[Stored items]
== Segment start ==
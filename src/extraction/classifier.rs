//! Payload shape classification.
//!
//! Decides, purely from structure, which extraction strategy applies to a
//! payload. The heuristic is allowed to be wrong on rare shapes; the worst
//! outcome of a misclassification is that a payload contributes nothing.

use super::fields::{
    has_nested_collection, looks_like_item, JsonObject, COLLECTION_KEYS, NESTED_TRACK_KEY,
    RAW_CONTENT_KEY,
};
use serde_json::Value;
use std::borrow::Cow;

/// Wrappers deeper than this are not searched for collections.
const MAX_WALK_DEPTH: usize = 16;

#[derive(Debug, Clone, Copy, Default, PartialEq, Eq, Hash)]
pub enum ShapeKind {
    Collection,
    SingleItem,
    #[default]
    Unrecognized,
}

/// Classification result, borrowing the candidate items from the payload.
#[derive(Debug, PartialEq)]
pub enum PayloadShape<'a> {
    /// One or more lists of items, flattened in document order. May be empty.
    Collection { items: Vec<&'a JsonObject> },
    /// The payload itself is one track object.
    SingleItem(&'a JsonObject),
    Unrecognized,
}

impl PayloadShape<'_> {
    pub fn kind(&self) -> ShapeKind {
        match self {
            PayloadShape::Collection { .. } => ShapeKind::Collection,
            PayloadShape::SingleItem(_) => ShapeKind::SingleItem,
            PayloadShape::Unrecognized => ShapeKind::Unrecognized,
        }
    }

    /// Candidate items in document order.
    pub fn items(&self) -> Vec<&JsonObject> {
        match self {
            PayloadShape::Collection { items } => items.clone(),
            PayloadShape::SingleItem(item) => vec![*item],
            PayloadShape::Unrecognized => Vec::new(),
        }
    }
}

/// The collector stores bodies it failed to parse as `{"raw_content": "..."}`.
/// Such text is given a second chance here; anything else passes through.
pub fn unwrap_raw_content(data: &Value) -> Cow<'_, Value> {
    let raw = data
        .as_object()
        .filter(|object| object.len() == 1)
        .and_then(|object| object.get(RAW_CONTENT_KEY))
        .and_then(Value::as_str);

    match raw.and_then(|text| serde_json::from_str::<Value>(text.trim()).ok()) {
        Some(parsed) => Cow::Owned(parsed),
        None => Cow::Borrowed(data),
    }
}

/// Classifies a payload by inspecting its structure.
///
/// A top-level track object stays a single item even when some unrelated
/// sub-object carries a list; only its own collection keys make it a
/// container.
pub fn classify(payload: &Value) -> PayloadShape<'_> {
    if let Value::Object(object) = payload {
        if looks_like_item(object) && !has_nested_collection(object) {
            return PayloadShape::SingleItem(object);
        }
    }

    let mut walker = CollectionWalker::default();
    walker.visit_container(payload, 0);
    if walker.found_collection {
        PayloadShape::Collection {
            items: walker.items,
        }
    } else {
        PayloadShape::Unrecognized
    }
}

#[derive(Default)]
struct CollectionWalker<'a> {
    items: Vec<&'a JsonObject>,
    found_collection: bool,
}

impl<'a> CollectionWalker<'a> {
    /// Looks for lists inside `value`: the value itself when it is an array,
    /// the collection keys of an object, and wrapper objects below it.
    fn visit_container(&mut self, value: &'a Value, depth: usize) {
        if depth > MAX_WALK_DEPTH {
            return;
        }

        match value {
            Value::Array(elements) => {
                self.found_collection = true;
                for element in elements {
                    self.visit_element(element, depth + 1);
                }
            }
            Value::Object(object) => {
                for key in COLLECTION_KEYS {
                    if let Some(list) = object.get(*key).filter(|v| v.is_array()) {
                        self.visit_container(list, depth + 1);
                    }
                }
                for (key, inner) in object {
                    if COLLECTION_KEYS.contains(&key.as_str()) || key == NESTED_TRACK_KEY {
                        continue;
                    }
                    if let Value::Object(wrapper) = inner {
                        if !looks_like_item(wrapper) {
                            self.visit_container(inner, depth + 1);
                        }
                    }
                }
            }
            _ => {}
        }
    }

    fn visit_element(&mut self, element: &'a Value, depth: usize) {
        match element {
            Value::Object(object) => {
                if looks_like_item(object) {
                    self.items.push(object);
                }
                if has_nested_collection(object) || !looks_like_item(object) {
                    self.visit_container(element, depth);
                }
            }
            Value::Array(_) => self.visit_container(element, depth),
            _ => {}
        }
    }
}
== Segment end ==
* _Exercise aim_:
Please copy, exactly and with nothing else, the lines above beginning at the line that has "if COLLECTION_KEYS.contains(&key.as_str()) ||" and ending with the line that has "fn visit_element(&mut self, element: &'a".

* _Final answer_:
                    if COLLECTION_KEYS.contains(&key.as_str()) || key == NESTED_TRACK_KEY {
                        continue;
                    }
                    if let Value::Object(wrapper) = inner {
                        if !looks_like_item(wrapper) {
                            self.visit_container(inner, depth + 1);
                        }
                    }
                }
            }
            _ => {}
        }
    }

    fn visit_element(&mut self, element: &'a Value, depth: usize) {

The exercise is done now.